The data section start
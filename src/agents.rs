use crate::account::{Account, Withdrawal};
use crate::engine::Amount;
use crate::errors::AccountError;
use rand::rngs::StdRng;
use rand::{Rng, SeedableRng};
use rust_decimal::Decimal;
use std::ops::RangeInclusive;
use std::sync::Arc;
use std::time::Duration;
use tokio::sync::watch;
use tracing::{debug, info};

#[derive(Clone, Copy, Debug, PartialEq, Eq)]
pub enum Role {
    Depositor,
    Withdrawer,
}

#[derive(Clone, Debug, PartialEq, Eq)]
pub struct Agent {
    pub id: String,
    pub role: Role,
}
impl Agent {
    /// `DT0..` depositors followed by `WT0..` withdrawers.
    pub fn roster(depositors: usize, withdrawers: usize) -> Vec<Agent> {
        let depositors = (0..depositors).map(|i| Agent {
            id: format!("DT{}", i),
            role: Role::Depositor,
        });
        let withdrawers = (0..withdrawers).map(|i| Agent {
            id: format!("WT{}", i),
            role: Role::Withdrawer,
        });
        depositors.chain(withdrawers).collect()
    }
}

/// What one agent did over its run.
#[derive(Clone, Debug, Default, PartialEq)]
pub struct AgentTally {
    pub deposits: usize,
    pub deposited: Amount,
    pub withdrawals: usize,
    pub withdrawn: Amount,
    /// Withdrawals that waited, were woken and gave up on their amount.
    pub blocked: usize,
    /// Withdrawals that gave up after the configured timeout.
    pub timed_out: usize,
    /// Withdrawals still waiting when the run shut down.
    pub cancelled: usize,
}

/// Amount and pacing policy for a single agent.
pub struct AgentPlan {
    pub rounds: usize,
    pub amounts: RangeInclusive<u32>,
    pub pause_ms: RangeInclusive<u64>,
    pub retry_blocked: bool,
    pub timeout: Option<Duration>,
    rng: StdRng,
}
impl AgentPlan {
    pub fn new(
        rounds: usize,
        amounts: RangeInclusive<u32>,
        pause_ms: RangeInclusive<u64>,
        retry_blocked: bool,
        seed: Option<u64>,
    ) -> Self {
        let rng = match seed {
            Some(seed) => StdRng::seed_from_u64(seed),
            None => StdRng::from_entropy(),
        };
        AgentPlan {
            rounds,
            amounts,
            pause_ms,
            retry_blocked,
            timeout: None,
            rng,
        }
    }
    pub fn with_timeout(mut self, timeout: Option<Duration>) -> Self {
        self.timeout = timeout;
        self
    }
    fn next_amount(&mut self) -> Amount {
        Decimal::from(self.rng.gen_range(self.amounts.clone()))
    }
    fn next_pause(&mut self) -> Duration {
        Duration::from_millis(self.rng.gen_range(self.pause_ms.clone()))
    }
}

pub async fn run_depositor(
    id: String,
    account: Arc<Account>,
    mut plan: AgentPlan,
) -> Result<AgentTally, AccountError> {
    let mut tally = AgentTally::default();
    for _ in 0..plan.rounds {
        let amount = plan.next_amount();
        let balance = account.deposit(amount, &id).await?;
        debug!(agent = %id, %amount, %balance, "deposit applied");
        tally.deposits += 1;
        tally.deposited += amount;
        tokio::time::sleep(plan.next_pause()).await;
    }
    info!(agent = %id, deposits = tally.deposits, deposited = %tally.deposited, "depositor finished");
    Ok(tally)
}

/// Withdraws until its rounds are spent. Once `shutdown` turns true, a
/// withdrawal that would block is abandoned and the agent stops.
pub async fn run_withdrawer(
    id: String,
    account: Arc<Account>,
    mut plan: AgentPlan,
    mut shutdown: watch::Receiver<bool>,
) -> Result<AgentTally, AccountError> {
    let mut tally = AgentTally::default();
    for _ in 0..plan.rounds {
        let amount = plan.next_amount();
        let attempt = async {
            match (plan.retry_blocked, plan.timeout) {
                (true, _) => account
                    .withdraw_until_applied(amount, &id)
                    .await
                    .map(|balance| Withdrawal::Applied { balance }),
                (false, Some(limit)) => account.withdraw_within(amount, &id, limit).await,
                (false, None) => account.withdraw(amount, &id).await,
            }
        };
        let outcome = tokio::select! {
            biased;
            outcome = attempt => outcome,
            _ = shutdown_requested(&mut shutdown) => {
                debug!(agent = %id, %amount, "blocked withdrawal abandoned at shutdown");
                tally.cancelled += 1;
                break;
            }
        };
        match outcome {
            Ok(Withdrawal::Applied { balance }) => {
                debug!(agent = %id, %amount, %balance, "withdrawal applied");
                tally.withdrawals += 1;
                tally.withdrawn += amount;
            }
            Ok(Withdrawal::Woken { balance }) => {
                debug!(agent = %id, %amount, %balance, "woken without funds taken");
                tally.blocked += 1;
            }
            Err(AccountError::TimedOut { .. }) => {
                debug!(agent = %id, %amount, "blocked withdrawal timed out");
                tally.timed_out += 1;
            }
            Err(e) => return Err(e),
        }
        tokio::time::sleep(plan.next_pause()).await;
    }
    info!(
        agent = %id,
        withdrawals = tally.withdrawals,
        withdrawn = %tally.withdrawn,
        blocked = tally.blocked,
        timed_out = tally.timed_out,
        cancelled = tally.cancelled,
        "withdrawer finished"
    );
    Ok(tally)
}

async fn shutdown_requested(shutdown: &mut watch::Receiver<bool>) {
    // a dropped sender also ends the run
    let _ = shutdown.wait_for(|done| *done).await;
}

#[cfg(test)]
mod test {
    use crate::account::Account;
    use crate::agents::{run_depositor, run_withdrawer, Agent, AgentPlan, Role};
    use crate::sink::MemorySink;
    use crate::transactions::EventKind;
    use rust_decimal_macros::dec;
    use std::sync::Arc;
    use std::time::Duration;
    use tokio::sync::watch;
    use tokio::time::timeout;

    #[test]
    fn roster_names_depositors_then_withdrawers() {
        let roster = Agent::roster(2, 3);
        let ids: Vec<&str> = roster.iter().map(|a| a.id.as_str()).collect();
        assert_eq!(ids, vec!["DT0", "DT1", "WT0", "WT1", "WT2"]);
        assert_eq!(roster[1].role, Role::Depositor);
        assert_eq!(roster[2].role, Role::Withdrawer);
    }
    #[test]
    fn seeded_plans_repeat_amounts() {
        let mut a = AgentPlan::new(3, 1..=500, 0..=0, false, Some(7));
        let mut b = AgentPlan::new(3, 1..=500, 0..=0, false, Some(7));
        for _ in 0..10 {
            let amount = a.next_amount();
            assert_eq!(amount, b.next_amount());
            assert!(amount >= dec!(1) && amount <= dec!(500));
        }
    }
    #[tokio::test]
    async fn depositor_spends_its_rounds() {
        let sink = Arc::new(MemorySink::default());
        let account = Arc::new(Account::new(sink.clone()));
        let plan = AgentPlan::new(4, 10..=10, 0..=0, false, Some(1));
        let tally = run_depositor("DT0".to_string(), account.clone(), plan)
            .await
            .unwrap();
        assert_eq!(tally.deposits, 4);
        assert_eq!(tally.deposited, dec!(40));
        assert_eq!(account.balance().await, dec!(40));
        assert_eq!(sink.count(EventKind::DepositApplied), 4);
    }
    #[tokio::test]
    async fn withdrawer_takes_what_is_available() {
        let sink = Arc::new(MemorySink::default());
        let account = Arc::new(Account::with_balance(dec!(100), sink.clone()).unwrap());
        let (_shutdown, receiver) = watch::channel(false);
        let plan = AgentPlan::new(5, 20..=20, 0..=0, false, Some(1));
        let tally = run_withdrawer("WT0".to_string(), account.clone(), plan, receiver)
            .await
            .unwrap();
        assert_eq!(tally.withdrawals, 5);
        assert_eq!(tally.withdrawn, dec!(100));
        assert_eq!(account.balance().await, dec!(0));
    }
    #[tokio::test]
    async fn shutdown_abandons_blocked_withdrawal() {
        let sink = Arc::new(MemorySink::default());
        let account = Arc::new(Account::with_balance(dec!(30), sink.clone()).unwrap());
        let (shutdown, receiver) = watch::channel(false);
        let plan = AgentPlan::new(3, 20..=20, 0..=0, false, Some(1));
        let withdrawer = tokio::spawn(run_withdrawer(
            "WT0".to_string(),
            account.clone(),
            plan,
            receiver,
        ));
        timeout(Duration::from_secs(5), async {
            while sink.count(EventKind::WithdrawalBlocked) == 0 {
                tokio::time::sleep(Duration::from_millis(1)).await;
            }
        })
        .await
        .unwrap();
        shutdown.send(true).unwrap();

        let tally = timeout(Duration::from_secs(5), withdrawer)
            .await
            .unwrap()
            .unwrap()
            .unwrap();
        assert_eq!(tally.withdrawals, 1);
        assert_eq!(tally.cancelled, 1);
        assert_eq!(account.balance().await, dec!(10));
    }
    #[tokio::test]
    async fn timed_out_withdrawal_moves_on() {
        let sink = Arc::new(MemorySink::default());
        let account = Arc::new(Account::with_balance(dec!(25), sink.clone()).unwrap());
        let (_shutdown, receiver) = watch::channel(false);
        let plan = AgentPlan::new(3, 20..=20, 0..=0, false, Some(1))
            .with_timeout(Some(Duration::from_millis(10)));
        let tally = run_withdrawer("WT0".to_string(), account.clone(), plan, receiver)
            .await
            .unwrap();
        assert_eq!(tally.withdrawals, 1);
        assert_eq!(tally.timed_out, 2);
        assert_eq!(tally.cancelled, 0);
        assert_eq!(sink.count(EventKind::WithdrawalBlocked), 2);
        assert_eq!(account.balance().await, dec!(5));
    }
    #[tokio::test]
    async fn retrying_withdrawer_waits_for_enough_funds() {
        let sink = Arc::new(MemorySink::default());
        let account = Arc::new(Account::new(sink.clone()));
        let (_shutdown, receiver) = watch::channel(false);
        let plan = AgentPlan::new(1, 90..=90, 0..=0, true, Some(1));
        let withdrawer = tokio::spawn(run_withdrawer(
            "WT0".to_string(),
            account.clone(),
            plan,
            receiver,
        ));
        let deposits = AgentPlan::new(3, 40..=40, 1..=1, false, Some(2));
        run_depositor("DT0".to_string(), account.clone(), deposits)
            .await
            .unwrap();

        let tally = timeout(Duration::from_secs(5), withdrawer)
            .await
            .unwrap()
            .unwrap()
            .unwrap();
        assert_eq!(tally.withdrawals, 1);
        assert_eq!(tally.blocked, 0);
        assert_eq!(account.balance().await, dec!(30));
        assert_eq!(sink.count(EventKind::WithdrawalFlagged), 1);
    }
}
The data section end
■ Exercise details
Reproduce exactly the stretch of the material above that starts at the line with "let depositors = (0..depositors).map(|i|" and ends at the line with "over its run.", both included, and nothing else.

■ Your solution
        let depositors = (0..depositors).map(|i| Agent {
            id: format!("DT{}", i),
            role: Role::Depositor,
        });
        let withdrawers = (0..withdrawers).map(|i| Agent {
            id: format!("WT{}", i),
            role: Role::Withdrawer,
        });
        depositors.chain(withdrawers).collect()
    }
}

/// What one agent did over its run.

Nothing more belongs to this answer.